[Problem to work on]: Extract precisely the lines of the entries below, from the first line through the line containing "#[derive(Debug, Clone, Copy, PartialEq, Eq, Serialize)]".

[Material provided]:
══════════════════════════════

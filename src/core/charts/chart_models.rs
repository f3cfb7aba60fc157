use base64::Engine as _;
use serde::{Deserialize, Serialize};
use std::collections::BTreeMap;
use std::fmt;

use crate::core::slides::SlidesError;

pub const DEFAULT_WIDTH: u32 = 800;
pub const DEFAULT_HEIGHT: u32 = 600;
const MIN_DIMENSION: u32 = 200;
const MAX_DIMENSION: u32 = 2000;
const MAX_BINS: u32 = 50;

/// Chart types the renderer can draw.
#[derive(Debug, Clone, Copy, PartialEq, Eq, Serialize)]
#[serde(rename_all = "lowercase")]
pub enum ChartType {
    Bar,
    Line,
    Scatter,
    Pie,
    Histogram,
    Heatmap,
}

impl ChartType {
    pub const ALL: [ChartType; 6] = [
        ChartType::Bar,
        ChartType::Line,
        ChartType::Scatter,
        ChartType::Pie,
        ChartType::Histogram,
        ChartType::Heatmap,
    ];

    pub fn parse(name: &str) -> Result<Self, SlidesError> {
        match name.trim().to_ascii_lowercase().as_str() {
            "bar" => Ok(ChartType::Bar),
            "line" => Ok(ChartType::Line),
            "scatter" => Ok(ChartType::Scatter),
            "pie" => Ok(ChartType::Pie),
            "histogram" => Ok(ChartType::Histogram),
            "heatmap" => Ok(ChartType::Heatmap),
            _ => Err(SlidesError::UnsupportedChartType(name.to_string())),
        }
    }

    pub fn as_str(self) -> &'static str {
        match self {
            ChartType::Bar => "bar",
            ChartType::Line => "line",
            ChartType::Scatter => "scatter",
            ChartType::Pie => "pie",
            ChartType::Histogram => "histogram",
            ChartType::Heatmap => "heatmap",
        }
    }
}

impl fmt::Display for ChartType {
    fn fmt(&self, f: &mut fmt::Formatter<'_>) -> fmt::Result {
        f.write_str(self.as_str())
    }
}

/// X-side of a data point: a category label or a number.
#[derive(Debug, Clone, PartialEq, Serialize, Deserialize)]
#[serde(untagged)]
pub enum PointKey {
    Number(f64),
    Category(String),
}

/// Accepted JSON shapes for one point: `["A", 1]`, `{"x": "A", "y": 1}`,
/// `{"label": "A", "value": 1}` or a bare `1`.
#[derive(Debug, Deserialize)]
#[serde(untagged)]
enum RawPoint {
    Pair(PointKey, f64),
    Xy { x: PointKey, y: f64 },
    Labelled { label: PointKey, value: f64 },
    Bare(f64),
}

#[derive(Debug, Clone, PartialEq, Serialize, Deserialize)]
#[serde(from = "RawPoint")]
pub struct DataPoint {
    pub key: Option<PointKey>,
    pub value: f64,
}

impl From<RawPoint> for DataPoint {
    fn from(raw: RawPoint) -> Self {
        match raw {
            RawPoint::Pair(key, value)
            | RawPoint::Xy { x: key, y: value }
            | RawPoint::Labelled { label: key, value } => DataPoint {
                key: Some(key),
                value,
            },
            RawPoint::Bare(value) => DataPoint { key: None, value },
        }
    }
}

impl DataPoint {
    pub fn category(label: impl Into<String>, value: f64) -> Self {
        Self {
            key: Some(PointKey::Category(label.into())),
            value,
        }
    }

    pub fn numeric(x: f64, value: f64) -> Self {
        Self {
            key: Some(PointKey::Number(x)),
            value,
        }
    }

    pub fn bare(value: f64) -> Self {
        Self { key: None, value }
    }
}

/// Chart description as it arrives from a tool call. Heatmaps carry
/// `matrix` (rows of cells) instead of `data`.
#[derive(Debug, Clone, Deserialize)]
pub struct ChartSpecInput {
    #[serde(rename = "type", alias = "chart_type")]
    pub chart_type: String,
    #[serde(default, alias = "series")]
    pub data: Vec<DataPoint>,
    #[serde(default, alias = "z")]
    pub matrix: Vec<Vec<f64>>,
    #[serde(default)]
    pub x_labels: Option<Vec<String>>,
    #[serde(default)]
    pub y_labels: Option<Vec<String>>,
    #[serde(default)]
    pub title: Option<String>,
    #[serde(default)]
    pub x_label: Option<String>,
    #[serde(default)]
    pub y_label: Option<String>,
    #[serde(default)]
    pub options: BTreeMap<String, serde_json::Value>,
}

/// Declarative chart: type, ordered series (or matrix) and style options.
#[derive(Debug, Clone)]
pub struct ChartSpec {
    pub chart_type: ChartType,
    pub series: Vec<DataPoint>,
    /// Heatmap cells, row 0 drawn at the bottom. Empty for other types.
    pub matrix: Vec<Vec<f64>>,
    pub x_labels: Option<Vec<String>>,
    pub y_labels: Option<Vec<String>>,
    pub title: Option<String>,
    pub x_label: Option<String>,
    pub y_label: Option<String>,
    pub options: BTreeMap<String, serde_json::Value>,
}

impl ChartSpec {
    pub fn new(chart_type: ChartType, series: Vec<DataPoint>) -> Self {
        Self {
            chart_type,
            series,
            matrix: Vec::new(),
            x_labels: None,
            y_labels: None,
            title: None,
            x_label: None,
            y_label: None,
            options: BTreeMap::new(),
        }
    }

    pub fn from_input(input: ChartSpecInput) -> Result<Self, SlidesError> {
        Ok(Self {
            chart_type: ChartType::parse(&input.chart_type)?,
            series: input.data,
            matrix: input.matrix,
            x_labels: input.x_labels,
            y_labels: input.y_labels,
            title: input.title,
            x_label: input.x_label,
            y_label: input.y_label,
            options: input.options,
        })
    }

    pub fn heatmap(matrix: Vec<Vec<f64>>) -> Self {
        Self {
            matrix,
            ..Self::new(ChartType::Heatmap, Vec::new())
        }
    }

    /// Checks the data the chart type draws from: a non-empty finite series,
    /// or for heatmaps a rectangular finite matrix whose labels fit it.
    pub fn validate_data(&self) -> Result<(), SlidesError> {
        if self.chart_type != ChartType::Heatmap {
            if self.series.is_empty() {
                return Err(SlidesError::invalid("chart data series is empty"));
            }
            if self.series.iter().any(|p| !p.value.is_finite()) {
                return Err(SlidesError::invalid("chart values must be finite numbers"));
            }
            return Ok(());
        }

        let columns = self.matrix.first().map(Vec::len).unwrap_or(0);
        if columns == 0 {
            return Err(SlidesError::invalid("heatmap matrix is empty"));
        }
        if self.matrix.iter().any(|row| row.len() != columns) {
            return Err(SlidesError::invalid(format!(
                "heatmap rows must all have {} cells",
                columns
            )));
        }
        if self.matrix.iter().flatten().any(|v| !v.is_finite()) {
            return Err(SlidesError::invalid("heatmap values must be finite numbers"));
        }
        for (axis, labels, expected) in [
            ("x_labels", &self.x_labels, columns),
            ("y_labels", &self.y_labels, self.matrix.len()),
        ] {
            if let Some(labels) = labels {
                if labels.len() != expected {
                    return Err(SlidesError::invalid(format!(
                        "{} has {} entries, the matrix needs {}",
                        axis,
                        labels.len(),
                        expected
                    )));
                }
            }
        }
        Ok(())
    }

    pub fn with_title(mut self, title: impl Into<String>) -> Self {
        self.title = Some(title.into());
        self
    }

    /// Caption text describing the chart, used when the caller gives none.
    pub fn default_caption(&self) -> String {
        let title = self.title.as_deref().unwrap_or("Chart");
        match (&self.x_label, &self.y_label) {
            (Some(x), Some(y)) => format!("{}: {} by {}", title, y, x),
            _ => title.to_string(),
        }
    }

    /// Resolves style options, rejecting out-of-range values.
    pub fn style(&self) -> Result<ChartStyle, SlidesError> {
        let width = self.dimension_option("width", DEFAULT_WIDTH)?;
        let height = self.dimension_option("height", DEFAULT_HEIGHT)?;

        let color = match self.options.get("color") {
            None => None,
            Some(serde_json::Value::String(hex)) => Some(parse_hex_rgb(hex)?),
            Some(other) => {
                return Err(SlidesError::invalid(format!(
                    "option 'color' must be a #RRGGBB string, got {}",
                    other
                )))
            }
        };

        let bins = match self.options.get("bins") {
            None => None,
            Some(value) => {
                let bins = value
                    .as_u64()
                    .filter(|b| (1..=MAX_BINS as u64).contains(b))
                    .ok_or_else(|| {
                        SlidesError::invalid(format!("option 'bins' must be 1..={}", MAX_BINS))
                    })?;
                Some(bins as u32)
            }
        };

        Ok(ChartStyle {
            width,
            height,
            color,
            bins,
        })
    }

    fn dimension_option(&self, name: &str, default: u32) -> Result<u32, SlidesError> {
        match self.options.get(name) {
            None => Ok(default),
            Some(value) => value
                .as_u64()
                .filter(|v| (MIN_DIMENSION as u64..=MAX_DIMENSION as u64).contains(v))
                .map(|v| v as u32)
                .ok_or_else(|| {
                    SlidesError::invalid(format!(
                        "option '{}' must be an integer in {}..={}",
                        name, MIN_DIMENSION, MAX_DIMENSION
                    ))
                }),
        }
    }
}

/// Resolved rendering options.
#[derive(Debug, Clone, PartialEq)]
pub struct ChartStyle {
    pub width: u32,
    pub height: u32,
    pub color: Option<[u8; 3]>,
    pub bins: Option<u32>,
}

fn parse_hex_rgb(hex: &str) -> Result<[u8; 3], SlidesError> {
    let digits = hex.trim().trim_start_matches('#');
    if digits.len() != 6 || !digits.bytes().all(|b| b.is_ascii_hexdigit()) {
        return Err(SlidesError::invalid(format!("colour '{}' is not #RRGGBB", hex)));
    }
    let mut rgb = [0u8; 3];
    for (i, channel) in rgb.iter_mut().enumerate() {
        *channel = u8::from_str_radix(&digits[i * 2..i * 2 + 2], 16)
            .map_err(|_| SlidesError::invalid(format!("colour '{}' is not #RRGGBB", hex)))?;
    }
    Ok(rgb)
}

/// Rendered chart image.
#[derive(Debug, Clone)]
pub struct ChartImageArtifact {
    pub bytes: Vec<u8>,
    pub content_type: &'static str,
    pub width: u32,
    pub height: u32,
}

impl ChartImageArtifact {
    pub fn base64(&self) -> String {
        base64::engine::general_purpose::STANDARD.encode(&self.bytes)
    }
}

══════════════════════════════

[Solution for this task]:
filename src/core/charts/chart_models.rs
repository f3cfb7aba60fc157
use base64::Engine as _;
use serde::{Deserialize, Serialize};
use std::collections::BTreeMap;
use std::fmt;

use crate::core::slides::SlidesError;

pub const DEFAULT_WIDTH: u32 = 800;
pub const DEFAULT_HEIGHT: u32 = 600;
const MIN_DIMENSION: u32 = 200;
const MAX_DIMENSION: u32 = 2000;
const MAX_BINS: u32 = 50;

/// Chart types the renderer can draw.
#[derive(Debug, Clone, Copy, PartialEq, Eq, Serialize)]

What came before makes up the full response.